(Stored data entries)
· · · · ·

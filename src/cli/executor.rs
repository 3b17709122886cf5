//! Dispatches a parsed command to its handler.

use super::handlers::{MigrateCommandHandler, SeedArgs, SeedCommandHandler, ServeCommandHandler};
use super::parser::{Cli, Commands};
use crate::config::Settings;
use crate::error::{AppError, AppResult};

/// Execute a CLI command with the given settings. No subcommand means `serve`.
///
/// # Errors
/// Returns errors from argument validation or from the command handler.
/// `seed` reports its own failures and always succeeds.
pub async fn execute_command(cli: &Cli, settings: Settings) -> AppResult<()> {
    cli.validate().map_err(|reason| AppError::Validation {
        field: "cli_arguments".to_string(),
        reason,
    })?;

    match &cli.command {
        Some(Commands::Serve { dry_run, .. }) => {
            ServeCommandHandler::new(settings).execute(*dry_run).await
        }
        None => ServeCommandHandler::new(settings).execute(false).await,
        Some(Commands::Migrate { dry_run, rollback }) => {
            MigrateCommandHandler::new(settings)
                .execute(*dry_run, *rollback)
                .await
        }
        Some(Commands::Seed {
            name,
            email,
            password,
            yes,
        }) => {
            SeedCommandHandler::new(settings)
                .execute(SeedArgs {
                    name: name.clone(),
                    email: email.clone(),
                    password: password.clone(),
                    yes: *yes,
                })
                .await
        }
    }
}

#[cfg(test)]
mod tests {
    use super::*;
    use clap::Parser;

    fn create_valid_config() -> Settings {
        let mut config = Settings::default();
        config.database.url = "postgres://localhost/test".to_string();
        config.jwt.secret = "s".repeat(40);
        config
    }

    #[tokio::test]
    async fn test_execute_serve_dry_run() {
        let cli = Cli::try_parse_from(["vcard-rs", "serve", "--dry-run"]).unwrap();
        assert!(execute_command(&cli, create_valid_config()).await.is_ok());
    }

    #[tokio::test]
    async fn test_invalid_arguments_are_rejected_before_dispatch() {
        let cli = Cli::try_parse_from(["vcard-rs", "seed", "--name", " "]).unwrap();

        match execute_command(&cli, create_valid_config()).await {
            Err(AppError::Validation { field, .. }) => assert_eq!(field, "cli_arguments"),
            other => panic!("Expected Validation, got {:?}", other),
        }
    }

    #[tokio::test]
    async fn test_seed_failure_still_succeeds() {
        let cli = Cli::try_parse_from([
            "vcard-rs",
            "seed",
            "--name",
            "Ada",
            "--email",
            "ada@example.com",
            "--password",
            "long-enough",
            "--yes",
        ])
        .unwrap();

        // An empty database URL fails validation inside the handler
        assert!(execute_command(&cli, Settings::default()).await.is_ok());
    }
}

· · · · ·

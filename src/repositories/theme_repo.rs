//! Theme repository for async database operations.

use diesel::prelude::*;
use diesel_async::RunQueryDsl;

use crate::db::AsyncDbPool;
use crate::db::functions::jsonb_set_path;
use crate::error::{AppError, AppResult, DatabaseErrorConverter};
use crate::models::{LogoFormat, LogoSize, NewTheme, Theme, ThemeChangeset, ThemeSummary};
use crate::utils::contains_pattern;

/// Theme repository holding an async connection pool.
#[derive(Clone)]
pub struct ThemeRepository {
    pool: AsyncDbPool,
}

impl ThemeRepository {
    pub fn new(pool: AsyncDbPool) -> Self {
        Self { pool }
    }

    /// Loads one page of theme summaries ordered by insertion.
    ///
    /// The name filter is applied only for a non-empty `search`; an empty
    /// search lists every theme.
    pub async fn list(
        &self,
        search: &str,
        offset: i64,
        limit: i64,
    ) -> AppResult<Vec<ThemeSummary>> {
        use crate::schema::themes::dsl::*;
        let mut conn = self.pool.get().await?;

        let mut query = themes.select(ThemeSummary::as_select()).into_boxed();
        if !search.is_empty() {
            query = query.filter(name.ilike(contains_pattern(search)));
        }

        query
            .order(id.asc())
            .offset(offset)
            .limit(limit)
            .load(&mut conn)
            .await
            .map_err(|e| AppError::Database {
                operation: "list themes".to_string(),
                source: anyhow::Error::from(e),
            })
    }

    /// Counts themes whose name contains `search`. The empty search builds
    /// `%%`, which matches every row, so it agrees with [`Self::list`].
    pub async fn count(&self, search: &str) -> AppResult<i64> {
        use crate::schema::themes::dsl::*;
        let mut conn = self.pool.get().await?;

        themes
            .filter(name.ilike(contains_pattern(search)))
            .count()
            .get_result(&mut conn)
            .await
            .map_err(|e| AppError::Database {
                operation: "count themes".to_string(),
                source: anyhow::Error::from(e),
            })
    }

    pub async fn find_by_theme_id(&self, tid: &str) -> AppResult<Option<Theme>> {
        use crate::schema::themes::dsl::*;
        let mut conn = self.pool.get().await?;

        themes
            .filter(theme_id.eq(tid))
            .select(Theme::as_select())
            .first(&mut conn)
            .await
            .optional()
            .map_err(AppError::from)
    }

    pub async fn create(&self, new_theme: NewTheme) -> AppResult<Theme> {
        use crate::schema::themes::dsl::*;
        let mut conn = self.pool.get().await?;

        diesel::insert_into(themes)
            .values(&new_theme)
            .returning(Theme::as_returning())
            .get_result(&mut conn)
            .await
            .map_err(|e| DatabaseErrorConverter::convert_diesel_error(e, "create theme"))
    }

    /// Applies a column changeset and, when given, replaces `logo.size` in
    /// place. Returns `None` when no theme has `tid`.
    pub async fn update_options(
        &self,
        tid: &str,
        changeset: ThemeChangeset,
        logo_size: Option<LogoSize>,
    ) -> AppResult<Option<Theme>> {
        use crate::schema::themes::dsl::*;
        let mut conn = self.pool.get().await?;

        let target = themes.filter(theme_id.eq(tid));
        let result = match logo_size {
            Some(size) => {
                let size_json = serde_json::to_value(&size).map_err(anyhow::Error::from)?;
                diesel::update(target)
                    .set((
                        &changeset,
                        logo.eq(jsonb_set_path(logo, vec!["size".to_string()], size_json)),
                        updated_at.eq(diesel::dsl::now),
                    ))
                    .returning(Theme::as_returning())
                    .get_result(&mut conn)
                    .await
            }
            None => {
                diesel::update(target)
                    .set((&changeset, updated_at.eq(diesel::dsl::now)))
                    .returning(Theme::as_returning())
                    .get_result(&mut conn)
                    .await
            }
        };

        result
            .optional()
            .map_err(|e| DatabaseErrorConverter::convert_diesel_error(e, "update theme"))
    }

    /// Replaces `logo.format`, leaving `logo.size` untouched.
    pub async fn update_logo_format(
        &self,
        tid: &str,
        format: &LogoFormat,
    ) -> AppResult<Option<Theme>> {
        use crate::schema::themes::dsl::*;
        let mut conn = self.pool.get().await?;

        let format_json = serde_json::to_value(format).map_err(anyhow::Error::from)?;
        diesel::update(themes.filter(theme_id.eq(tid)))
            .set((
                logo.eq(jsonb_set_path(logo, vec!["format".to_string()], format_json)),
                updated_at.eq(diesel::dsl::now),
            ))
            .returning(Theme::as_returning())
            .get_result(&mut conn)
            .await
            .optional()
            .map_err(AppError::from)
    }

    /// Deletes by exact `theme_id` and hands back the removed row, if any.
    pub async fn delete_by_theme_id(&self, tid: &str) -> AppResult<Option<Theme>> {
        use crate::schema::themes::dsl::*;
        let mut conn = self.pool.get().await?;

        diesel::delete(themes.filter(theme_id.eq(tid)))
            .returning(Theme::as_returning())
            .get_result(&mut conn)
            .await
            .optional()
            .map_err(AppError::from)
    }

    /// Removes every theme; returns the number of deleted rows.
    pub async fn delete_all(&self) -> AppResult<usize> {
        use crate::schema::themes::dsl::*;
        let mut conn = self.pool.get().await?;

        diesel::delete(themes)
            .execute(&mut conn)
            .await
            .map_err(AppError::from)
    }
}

· · · · ·

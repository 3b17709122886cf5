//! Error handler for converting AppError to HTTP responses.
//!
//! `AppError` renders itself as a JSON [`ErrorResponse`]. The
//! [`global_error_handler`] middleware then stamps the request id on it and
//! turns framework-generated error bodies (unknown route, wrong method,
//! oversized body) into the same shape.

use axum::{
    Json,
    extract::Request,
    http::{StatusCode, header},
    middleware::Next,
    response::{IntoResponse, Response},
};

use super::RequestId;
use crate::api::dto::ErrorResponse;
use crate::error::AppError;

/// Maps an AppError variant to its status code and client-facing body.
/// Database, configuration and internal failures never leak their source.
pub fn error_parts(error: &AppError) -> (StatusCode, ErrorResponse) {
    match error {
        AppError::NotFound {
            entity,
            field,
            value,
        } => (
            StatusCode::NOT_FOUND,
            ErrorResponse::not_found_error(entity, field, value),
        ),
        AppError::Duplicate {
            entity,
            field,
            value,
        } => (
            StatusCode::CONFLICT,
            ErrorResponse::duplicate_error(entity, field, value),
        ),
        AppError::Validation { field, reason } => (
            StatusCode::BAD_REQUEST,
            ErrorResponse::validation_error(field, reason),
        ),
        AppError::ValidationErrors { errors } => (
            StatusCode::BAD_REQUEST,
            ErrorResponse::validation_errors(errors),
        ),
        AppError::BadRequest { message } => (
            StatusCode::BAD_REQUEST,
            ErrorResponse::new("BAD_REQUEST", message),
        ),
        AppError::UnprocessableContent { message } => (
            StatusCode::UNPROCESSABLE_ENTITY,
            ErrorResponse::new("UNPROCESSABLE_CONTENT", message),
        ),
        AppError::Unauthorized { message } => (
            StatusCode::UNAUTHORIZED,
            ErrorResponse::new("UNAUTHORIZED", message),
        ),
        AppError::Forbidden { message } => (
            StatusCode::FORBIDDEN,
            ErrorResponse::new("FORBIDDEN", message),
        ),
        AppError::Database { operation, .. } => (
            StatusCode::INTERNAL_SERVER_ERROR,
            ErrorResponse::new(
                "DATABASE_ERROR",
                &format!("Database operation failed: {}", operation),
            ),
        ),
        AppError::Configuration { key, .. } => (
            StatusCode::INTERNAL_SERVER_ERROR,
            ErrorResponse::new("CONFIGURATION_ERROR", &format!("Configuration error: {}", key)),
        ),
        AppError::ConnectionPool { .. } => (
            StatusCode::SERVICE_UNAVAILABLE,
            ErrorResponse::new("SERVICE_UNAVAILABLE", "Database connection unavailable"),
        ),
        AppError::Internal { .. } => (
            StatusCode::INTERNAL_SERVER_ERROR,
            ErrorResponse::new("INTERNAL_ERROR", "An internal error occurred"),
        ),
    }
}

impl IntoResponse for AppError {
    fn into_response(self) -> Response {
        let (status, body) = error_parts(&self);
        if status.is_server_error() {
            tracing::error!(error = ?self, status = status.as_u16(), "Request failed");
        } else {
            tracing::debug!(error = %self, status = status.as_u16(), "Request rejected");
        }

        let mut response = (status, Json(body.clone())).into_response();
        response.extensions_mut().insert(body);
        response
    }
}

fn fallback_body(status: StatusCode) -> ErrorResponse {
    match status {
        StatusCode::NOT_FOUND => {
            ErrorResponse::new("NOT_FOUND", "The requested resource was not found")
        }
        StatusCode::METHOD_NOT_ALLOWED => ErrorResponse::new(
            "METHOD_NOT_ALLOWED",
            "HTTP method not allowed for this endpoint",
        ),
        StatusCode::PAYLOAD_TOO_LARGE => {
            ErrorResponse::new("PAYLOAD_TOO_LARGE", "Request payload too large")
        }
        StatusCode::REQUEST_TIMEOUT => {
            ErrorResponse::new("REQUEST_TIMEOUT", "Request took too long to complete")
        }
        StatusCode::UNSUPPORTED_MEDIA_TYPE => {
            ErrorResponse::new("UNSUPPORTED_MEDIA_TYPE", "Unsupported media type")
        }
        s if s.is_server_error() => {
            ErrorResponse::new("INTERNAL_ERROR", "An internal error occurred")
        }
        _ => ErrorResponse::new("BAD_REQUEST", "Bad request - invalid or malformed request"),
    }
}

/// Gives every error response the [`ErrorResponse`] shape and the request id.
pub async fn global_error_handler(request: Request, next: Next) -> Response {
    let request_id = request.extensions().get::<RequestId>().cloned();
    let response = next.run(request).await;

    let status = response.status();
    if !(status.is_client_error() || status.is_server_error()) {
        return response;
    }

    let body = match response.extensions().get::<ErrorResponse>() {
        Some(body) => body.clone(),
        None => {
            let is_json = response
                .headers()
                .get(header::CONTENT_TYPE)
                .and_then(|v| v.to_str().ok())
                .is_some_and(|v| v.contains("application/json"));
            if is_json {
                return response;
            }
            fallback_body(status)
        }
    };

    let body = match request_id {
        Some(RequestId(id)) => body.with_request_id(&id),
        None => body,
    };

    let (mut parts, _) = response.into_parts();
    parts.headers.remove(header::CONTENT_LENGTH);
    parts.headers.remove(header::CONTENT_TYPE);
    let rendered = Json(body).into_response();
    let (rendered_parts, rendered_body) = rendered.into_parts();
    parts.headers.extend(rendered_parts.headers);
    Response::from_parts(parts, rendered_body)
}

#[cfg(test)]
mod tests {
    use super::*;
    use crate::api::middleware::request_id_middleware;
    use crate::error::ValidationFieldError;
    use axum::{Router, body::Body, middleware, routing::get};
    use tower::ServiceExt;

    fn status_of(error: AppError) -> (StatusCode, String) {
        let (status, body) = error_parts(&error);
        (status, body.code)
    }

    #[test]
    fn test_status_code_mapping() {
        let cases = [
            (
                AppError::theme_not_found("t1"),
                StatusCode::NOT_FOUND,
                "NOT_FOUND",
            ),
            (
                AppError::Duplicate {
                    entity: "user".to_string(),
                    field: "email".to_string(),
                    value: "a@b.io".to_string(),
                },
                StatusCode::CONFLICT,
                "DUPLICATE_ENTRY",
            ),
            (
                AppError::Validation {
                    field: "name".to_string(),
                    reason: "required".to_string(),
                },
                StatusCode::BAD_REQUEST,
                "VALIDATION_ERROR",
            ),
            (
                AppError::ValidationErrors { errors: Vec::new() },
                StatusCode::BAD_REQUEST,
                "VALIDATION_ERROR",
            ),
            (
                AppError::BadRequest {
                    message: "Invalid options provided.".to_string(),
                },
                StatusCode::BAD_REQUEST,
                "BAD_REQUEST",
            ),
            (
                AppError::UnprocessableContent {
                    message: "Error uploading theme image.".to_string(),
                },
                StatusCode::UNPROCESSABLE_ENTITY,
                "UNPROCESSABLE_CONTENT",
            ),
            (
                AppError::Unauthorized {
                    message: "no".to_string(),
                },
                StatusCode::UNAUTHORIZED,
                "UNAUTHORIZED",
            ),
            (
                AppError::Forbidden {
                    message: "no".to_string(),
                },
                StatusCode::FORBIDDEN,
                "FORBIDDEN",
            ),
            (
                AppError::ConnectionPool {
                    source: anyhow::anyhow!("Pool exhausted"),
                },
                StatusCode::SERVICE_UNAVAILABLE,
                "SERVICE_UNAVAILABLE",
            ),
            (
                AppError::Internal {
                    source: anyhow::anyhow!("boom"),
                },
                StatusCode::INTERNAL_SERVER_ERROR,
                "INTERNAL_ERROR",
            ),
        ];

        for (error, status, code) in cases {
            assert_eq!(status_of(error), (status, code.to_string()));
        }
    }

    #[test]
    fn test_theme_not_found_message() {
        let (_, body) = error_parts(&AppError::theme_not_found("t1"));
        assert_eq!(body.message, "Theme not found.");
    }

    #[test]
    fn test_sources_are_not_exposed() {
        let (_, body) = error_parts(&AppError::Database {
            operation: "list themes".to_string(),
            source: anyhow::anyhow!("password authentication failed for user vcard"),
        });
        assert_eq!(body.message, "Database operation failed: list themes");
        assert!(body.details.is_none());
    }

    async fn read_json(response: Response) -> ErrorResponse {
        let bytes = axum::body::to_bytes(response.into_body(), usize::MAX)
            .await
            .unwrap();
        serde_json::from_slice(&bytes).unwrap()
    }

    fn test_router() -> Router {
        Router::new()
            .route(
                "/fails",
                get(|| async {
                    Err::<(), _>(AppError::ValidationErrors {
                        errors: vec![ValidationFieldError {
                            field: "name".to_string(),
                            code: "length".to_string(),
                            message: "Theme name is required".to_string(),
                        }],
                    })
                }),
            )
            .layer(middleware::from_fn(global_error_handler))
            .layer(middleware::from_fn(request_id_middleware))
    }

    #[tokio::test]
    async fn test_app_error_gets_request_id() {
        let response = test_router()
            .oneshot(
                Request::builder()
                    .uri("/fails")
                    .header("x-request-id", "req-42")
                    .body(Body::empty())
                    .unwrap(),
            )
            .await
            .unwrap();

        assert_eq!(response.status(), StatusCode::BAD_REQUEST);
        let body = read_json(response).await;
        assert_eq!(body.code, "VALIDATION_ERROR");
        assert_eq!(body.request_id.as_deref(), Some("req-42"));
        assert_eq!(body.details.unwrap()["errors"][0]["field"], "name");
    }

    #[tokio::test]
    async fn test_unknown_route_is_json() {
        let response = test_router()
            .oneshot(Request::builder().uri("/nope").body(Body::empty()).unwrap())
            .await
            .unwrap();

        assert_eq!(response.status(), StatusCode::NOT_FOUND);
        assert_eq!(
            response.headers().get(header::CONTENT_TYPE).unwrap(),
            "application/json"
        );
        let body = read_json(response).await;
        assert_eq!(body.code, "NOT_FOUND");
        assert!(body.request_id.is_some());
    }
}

· · · · ·

■ Your goal
From the records above, how many lines include the word "tracing"? Only the number is wanted.

■ Solution for this task
2